3.                                a) Le principe inquisitorial, qui domine la procédure administrative (ATF 111 II 284 c. 2; Pierre Moor, Droit administratif, vol. II, ch. 2.2.6.3, p. 175), impose à l'autorité d'établir d'office l'ensemble des faits déterminants avant de rendre sa décision (ATF 110 V 52 c. 4a et la jurisprudence citée); elle doit entreprendre elle-même les investigations nécessaires (en requérant au besoin la collaboration des intéressés) pour établir ses faits (Imboden/Rhinow, Schweizerische Verwaltungsrechtsprechung, Nr. 88 B I, p. 550).

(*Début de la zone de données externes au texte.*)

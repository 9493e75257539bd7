#![allow(dead_code)]

use std::io::Write;
use std::sync::Arc;
use tempfile::NamedTempFile;
use tollgate::application::gate::GateController;
use tollgate::application::pipeline::PaymentPipeline;
use tollgate::application::sessions::SessionStore;
use tollgate::config::Config;
use tollgate::domain::allotment::MintConfig;
use tollgate::domain::message::PaymentMessage;
use tollgate::domain::session::Metric;
use tollgate::domain::tier::TierLimits;
use tollgate::infrastructure::in_memory::{
    InMemoryAuthorizer, InMemoryLimiter, InMemoryWallet, StaticSigner,
};

pub const MINT: &str = "https://mint.example";
pub const PAYER: &str = "npub1payer";
pub const DEVICE: &str = "aa:bb:cc:dd:ee:ff";

/// One hour per step, one sat per step.
pub fn test_config() -> Config {
    Config {
        metric: Metric::Milliseconds,
        step_size: 3_600_000,
        accepted_mints: vec![MintConfig {
            url: MINT.to_string(),
            price_per_step: 1,
            price_unit: "sats".to_string(),
            min_purchase_steps: 1,
            min_balance: 0,
            balance_tolerance_percent: 0,
            min_payout_amount: 0,
        }],
        ..Config::default()
    }
}

pub struct Harness {
    pub pipeline: PaymentPipeline,
    pub wallet: Arc<InMemoryWallet>,
    pub authorizer: Arc<InMemoryAuthorizer>,
    pub limiter: Arc<InMemoryLimiter>,
    pub signer: Arc<StaticSigner>,
    pub sessions: Arc<SessionStore>,
    pub gate: GateController,
}

pub async fn harness() -> Harness {
    harness_with(test_config()).await
}

pub async fn harness_with(config: Config) -> Harness {
    let wallet = Arc::new(InMemoryWallet::new());
    let authorizer = Arc::new(InMemoryAuthorizer::new());
    let limiter = Arc::new(InMemoryLimiter::new());
    let signer = Arc::new(StaticSigner::new("merchant"));
    let sessions = Arc::new(SessionStore::new());
    let gate = GateController::new(authorizer.clone(), limiter.clone(), TierLimits::default());

    let pipeline = PaymentPipeline::new(
        Arc::new(config),
        wallet.clone(),
        signer.clone(),
        sessions.clone(),
        gate.clone(),
    )
    .await
    .expect("pipeline should build");

    Harness {
        pipeline,
        wallet,
        authorizer,
        limiter,
        signer,
        sessions,
        gate,
    }
}

pub fn payment(token: Option<&str>, device: Option<&str>) -> PaymentMessage {
    PaymentMessage {
        payer: PAYER.to_string(),
        payment: token.map(str::to_string),
        device_identifier: device.map(str::to_string),
    }
}

pub fn write_config(contents: &str) -> NamedTempFile {
    let mut file = NamedTempFile::new().expect("temp file");
    file.write_all(contents.as_bytes()).expect("write config");
    file
}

Lorsque la loi se réfère à des circonstances concrètes précises, l'autorité ne saurait se satisfaire d'une évaluation schématique (ATF 112 Ib 8; 110 V 229). Elle doit au contraire déterminer en droit et en équité tout ce qui doit être élucidé; elle doit pourvoir à l'administration des preuves nécessaires et ensuite apprécier consciencieusement le résultat de la procédure probatoire (ATF 104 V 211).

b) En l'occurrence, la décision attaquée a été prise sur la base d'une injonction d’une autorité – le SPAS – qui, de son propre aveu, ne disposait pas de tous les éléments pour statuer en connaissance de cause. En effet, au moment où elle s'est prononcée, le montant pour lequel l'intervention de l'aide sociale était requise ne pouvait pas être établi. Dans ces circonstances,  la décision attaquée doit être annulée et il convient de retourner le dossier au CSR en l'invitant à statuer à nouveau lorsque l’Office AI et la caisse maladie se seront prononcés définitivement au sujet de la prise en charge du solde de la facture de 559 fr.50 encore dû à Y.________ SA.

4.                Il résulte des considérants que le recours doit être admis. Vu le sort du recours, le présent arrêt est rendu sans frais.

 

Par ces motifs
le Tribunal administratif
arrête:

I.                                   Le recours est admis.

II.                                 La décision rendue par le Centre social régional de Lausanne le 20 septembre 2005 est annulée, le dossier lui étant retourné pour nouvelle décision au sens des considérants.

III.                                Le présent arrêt est rendu sans frais.

jc/Lausanne, le 24 janvier 2006

 

                                                          Le président:                                  

                                                                                                                 

 

 

Le présent arrêt est communiqué aux destinataires de l'avis d'envoi ci-joint.